//! Metric registry: canonical owner of every metric instance.

use std::collections::HashMap;
use std::hash::Hash;
use std::sync::{Arc, PoisonError, RwLock};

use super::counter::Counter;
use super::export::{CounterSample, GaugeSample, HistogramSample, MetricsSnapshot};
use super::gauge::Gauge;
use super::histogram::{Histogram, DEFAULT_BUCKETS};
use super::labels::{Labels, MetricKey};

/// Owns every registered metric, deduplicated by name + label set.
///
/// Each metric kind lives in its own map behind its own lock. Names are not
/// checked across kinds: a counter and a gauge may share a name and are
/// tracked independently.
#[derive(Debug)]
pub struct Registry {
    counters: RwLock<HashMap<MetricKey, Arc<Counter>>>,
    gauges: RwLock<HashMap<MetricKey, Arc<Gauge>>>,
    histograms: RwLock<HashMap<MetricKey, Arc<Histogram>>>,
    default_buckets: Vec<f64>,
}

impl Registry {
    pub fn new() -> Self {
        Self::with_default_buckets(DEFAULT_BUCKETS.to_vec())
    }

    /// Create a registry whose histograms default to `buckets`.
    pub fn with_default_buckets(buckets: Vec<f64>) -> Self {
        Self {
            counters: RwLock::new(HashMap::new()),
            gauges: RwLock::new(HashMap::new()),
            histograms: RwLock::new(HashMap::new()),
            default_buckets: buckets,
        }
    }

    /// Get or create the counter identified by `name` and `labels`.
    pub fn register_counter(&self, name: &str, labels: &Labels) -> Arc<Counter> {
        get_or_create(&self.counters, MetricKey::new(name, labels), Counter::new)
    }

    /// Get or create the gauge identified by `name` and `labels`.
    pub fn register_gauge(&self, name: &str, labels: &Labels) -> Arc<Gauge> {
        get_or_create(&self.gauges, MetricKey::new(name, labels), Gauge::new)
    }

    /// Get or create a histogram.
    ///
    /// `buckets` only applies on first creation; an existing histogram keeps
    /// the ladder it was created with.
    pub fn register_histogram(
        &self,
        name: &str,
        labels: &Labels,
        buckets: Option<Vec<f64>>,
    ) -> Arc<Histogram> {
        get_or_create(&self.histograms, MetricKey::new(name, labels), || {
            Histogram::new(buckets.unwrap_or_else(|| self.default_buckets.clone()))
        })
    }

    /// Number of registered metrics across all kinds.
    pub fn len(&self) -> usize {
        read_len(&self.counters) + read_len(&self.gauges) + read_len(&self.histograms)
    }

    pub fn is_empty(&self) -> bool {
        self.len() == 0
    }

    /// Forget every registered metric.
    ///
    /// Handles already given out keep working but are no longer exported.
    pub fn reset(&self) {
        self.counters.write().unwrap_or_else(PoisonError::into_inner).clear();
        self.gauges.write().unwrap_or_else(PoisonError::into_inner).clear();
        self.histograms.write().unwrap_or_else(PoisonError::into_inner).clear();
        tracing::debug!("Metrics registry reset");
    }

    /// Snapshot every metric as it reads right now.
    ///
    /// Each metric is internally consistent; there is no atomicity across
    /// metrics.
    pub fn export(&self) -> MetricsSnapshot {
        let mut snapshot = MetricsSnapshot::default();

        for (key, counter) in self.counters.read().unwrap_or_else(PoisonError::into_inner).iter() {
            snapshot.counters.insert(
                key.identity(),
                CounterSample::new(&key.name, key.labels.clone(), counter.get()),
            );
        }

        for (key, gauge) in self.gauges.read().unwrap_or_else(PoisonError::into_inner).iter() {
            snapshot.gauges.insert(
                key.identity(),
                GaugeSample::new(&key.name, key.labels.clone(), gauge.get()),
            );
        }

        for (key, histogram) in self.histograms.read().unwrap_or_else(PoisonError::into_inner).iter() {
            snapshot.histograms.insert(
                key.identity(),
                HistogramSample::from_histogram(&key.name, key.labels.clone(), histogram),
            );
        }

        snapshot
    }
}

impl Default for Registry {
    fn default() -> Self {
        Self::new()
    }
}

fn get_or_create<K, T, F>(map: &RwLock<HashMap<K, Arc<T>>>, key: K, create: F) -> Arc<T>
where
    K: Eq + Hash,
    F: FnOnce() -> T,
{
    if let Some(existing) = map.read().unwrap_or_else(PoisonError::into_inner).get(&key) {
        return existing.clone();
    }

    let mut guard = map.write().unwrap_or_else(PoisonError::into_inner);
    // Another caller may have created it between the two locks.
    guard
        .entry(key)
        .or_insert_with(|| Arc::new(create()))
        .clone()
}

fn read_len<V>(map: &RwLock<HashMap<MetricKey, V>>) -> usize {
    map.read().unwrap_or_else(PoisonError::into_inner).len()
}
//! Monotonic counter.

use std::sync::atomic::{AtomicU64, Ordering};
use std::sync::Arc;

/// A monotonically non-decreasing 64-bit counter.
///
/// Every mutation is a single atomic operation; readers never block writers.
#[derive(Debug, Default)]
pub struct Counter {
    value: AtomicU64,
}

impl Counter {
    pub fn new() -> Self {
        Self::default()
    }

    /// Increment by one.
    pub fn inc(&self) {
        self.value.fetch_add(1, Ordering::Relaxed);
    }

    /// Add `delta`. Negative deltas are ignored so the value never decreases.
    pub fn add(&self, delta: i64) {
        if delta <= 0 {
            return;
        }
        self.value.fetch_add(delta as u64, Ordering::Relaxed);
    }

    /// Raise the counter to `value` if it is currently lower.
    pub fn raise_to(&self, value: u64) {
        self.value.fetch_max(value, Ordering::Relaxed);
    }

    /// Current value.
    pub fn get(&self) -> u64 {
        self.value.load(Ordering::Relaxed)
    }
}

/// Counter operations on a handle that may not exist.
///
/// Lets instrumentation hold `Option<Arc<Counter>>` without checking at
/// every call site.
pub trait OptionalCounter {
    fn inc(&self);
    fn add(&self, delta: i64);
    fn get(&self) -> u64;
}

impl OptionalCounter for Option<Arc<Counter>> {
    fn inc(&self) {
        if let Some(counter) = self {
            counter.inc();
        }
    }

    fn add(&self, delta: i64) {
        if let Some(counter) = self {
            counter.add(delta);
        }
    }

    fn get(&self) -> u64 {
        self.as_ref().map_or(0, |counter| counter.get())
    }
}

#[cfg(test)]
mod tests {
    use super::*;

    #[test]
    fn test_counter_tracks_non_negative_deltas() {
        let counter = Counter::new();
        let deltas = [3, -5, 0, 7, -1, 1];
        let mut expected = 0u64;

        for delta in deltas {
            counter.add(delta);
            if delta > 0 {
                expected += delta as u64;
            }
            assert_eq!(counter.get(), expected);
        }

        counter.inc();
        assert_eq!(counter.get(), expected + 1);
    }

    #[test]
    fn test_raise_to_never_lowers() {
        let counter = Counter::new();
        counter.add(10);
        counter.raise_to(4);
        assert_eq!(counter.get(), 10);
        counter.raise_to(12);
        assert_eq!(counter.get(), 12);
    }

    #[test]
    fn test_missing_counter_is_noop() {
        let missing: Option<Arc<Counter>> = None;
        missing.inc();
        missing.add(5);
        assert_eq!(missing.get(), 0);

        let present = Some(Arc::new(Counter::new()));
        present.add(2);
        assert_eq!(OptionalCounter::get(&present), 2);
    }

    #[test]
    fn test_concurrent_increments() {
        let counter = Arc::new(Counter::new());
        let handles: Vec<_> = (0..8)
            .map(|_| {
                let c = counter.clone();
                std::thread::spawn(move || {
                    for _ in 0..1000 {
                        c.inc();
                    }
                })
            })
            .collect();
        for h in handles {
            h.join().unwrap();
        }
        assert_eq!(counter.get(), 8000);
    }
}
//! Label sets and their canonical identity string.

use std::collections::BTreeMap;
use std::fmt;

use serde::{Deserialize, Serialize};

/// A set of named string dimensions attached to a metric.
///
/// Keys are unique and kept sorted, so two sets holding the same pairs
/// always produce the same [`Labels::canonical`] string regardless of the
/// order they were built in.
#[derive(Debug, Clone, Default, PartialEq, Eq, Hash, Serialize, Deserialize)]
#[serde(transparent)]
pub struct Labels(BTreeMap<String, String>);

impl Labels {
    /// Create an empty label set.
    pub fn new() -> Self {
        Self::default()
    }

    /// Add (or replace) a label, builder style.
    pub fn with(mut self, key: impl Into<String>, value: impl Into<String>) -> Self {
        self.insert(key, value);
        self
    }

    /// Add (or replace) a label in place.
    pub fn insert(&mut self, key: impl Into<String>, value: impl Into<String>) {
        self.0.insert(key.into(), value.into());
    }

    pub fn get(&self, key: &str) -> Option<&str> {
        self.0.get(key).map(String::as_str)
    }

    pub fn is_empty(&self) -> bool {
        self.0.is_empty()
    }

    pub fn len(&self) -> usize {
        self.0.len()
    }

    /// Iterate pairs in key order.
    pub fn iter(&self) -> impl Iterator<Item = (&str, &str)> {
        self.0.iter().map(|(k, v)| (k.as_str(), v.as_str()))
    }

    /// Canonical identity string: `k1=v1,k2=v2`, sorted by key.
    ///
    /// `\`, `,` and `=` inside keys and values are backslash-escaped, so
    /// distinct sets never render the same string.
    pub fn canonical(&self) -> String {
        let mut out = String::new();
        for (i, (k, v)) in self.0.iter().enumerate() {
            if i > 0 {
                out.push(',');
            }
            push_escaped(&mut out, k);
            out.push('=');
            push_escaped(&mut out, v);
        }
        out
    }
}

fn push_escaped(out: &mut String, raw: &str) {
    for c in raw.chars() {
        if matches!(c, '\\' | ',' | '=') {
            out.push('\\');
        }
        out.push(c);
    }
}

impl fmt::Display for Labels {
    fn fmt(&self, f: &mut fmt::Formatter<'_>) -> fmt::Result {
        f.write_str(&self.canonical())
    }
}

impl<K, V> FromIterator<(K, V)> for Labels
where
    K: Into<String>,
    V: Into<String>,
{
    fn from_iter<I: IntoIterator<Item = (K, V)>>(iter: I) -> Self {
        Self(iter.into_iter().map(|(k, v)| (k.into(), v.into())).collect())
    }
}

impl<K, V, const N: usize> From<[(K, V); N]> for Labels
where
    K: Into<String>,
    V: Into<String>,
{
    fn from(pairs: [(K, V); N]) -> Self {
        pairs.into_iter().collect()
    }
}

/// Identity of a registered metric: name plus the label set itself.
#[derive(Debug, Clone, PartialEq, Eq, Hash)]
pub(crate) struct MetricKey {
    pub name: String,
    pub labels: Labels,
}

impl MetricKey {
    pub fn new(name: &str, labels: &Labels) -> Self {
        Self {
            name: name.to_string(),
            labels: labels.clone(),
        }
    }

    /// `name` alone, or `name{k=v,...}` when labels are present.
    pub fn identity(&self) -> String {
        if self.labels.is_empty() {
            self.name.clone()
        } else {
            format!("{}{{{}}}", self.name, self.labels.canonical())
        }
    }
}
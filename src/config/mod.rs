//! Configuration management subsystem.
//!
//! # Data Flow
//! ```text
//! config file (TOML)
//!     → loader.rs (parse & deserialize)
//!     → validation.rs (semantic checks)
//!     → TelemetryConfig (validated, immutable)
//!     → HubConfig::normalized() when the hub is built
//! ```
//!
//! # Design Decisions
//! - Config is immutable once loaded; a hub keeps the config it was built with
//! - All fields have defaults to allow minimal configs
//! - Validation separates syntactic (serde) from semantic checks

pub mod loader;
pub mod schema;
pub mod validation;

pub use loader::{load_config, parse_config, ConfigError};
pub use schema::{ExporterConfig, HubConfig, LogFormat, LoggingConfig, MetricsConfig, TelemetryConfig};
pub use validation::ValidationError;
//! Telemetry hub library.
//!
//! In-process metrics and a batched, rate-limited event hub.
//!
//! # Architecture Overview
//!
//! ```text
//!     instrumented code
//!        │            │
//!        │ publish    │ counter / gauge / histogram
//!        ▼            ▼
//!  ┌───────────┐   ┌────────────┐
//!  │ EventHub  │   │  Registry  │◀── metrics facade (recorder)
//!  │ queue     │   └─────┬──────┘
//!  │ → limiter │         │ export()
//!  │ → batch   │         ▼
//!  └─────┬─────┘   ┌────────────┐
//!        │ fan-out │  exporter  │ GET /metrics, /stats
//!        ▼         └────────────┘
//!   subscribers (MetricsTap, ...)
//! ```

// Core subsystems
pub mod events;
pub mod metrics;
pub mod profiling;

// Cross-cutting concerns
pub mod config;
pub mod http;
pub mod lifecycle;
pub mod observability;

pub use crate::config::schema::TelemetryConfig;
pub use crate::events::{Event, EventHub, EventType};
pub use crate::http::ExporterServer;
pub use crate::lifecycle::{Shutdown, Telemetry};
pub use crate::metrics::Registry;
========================================================================
Determine how many lines of this listing have the word "events" in them, and reply with that number alone.

*Exercise result*:
2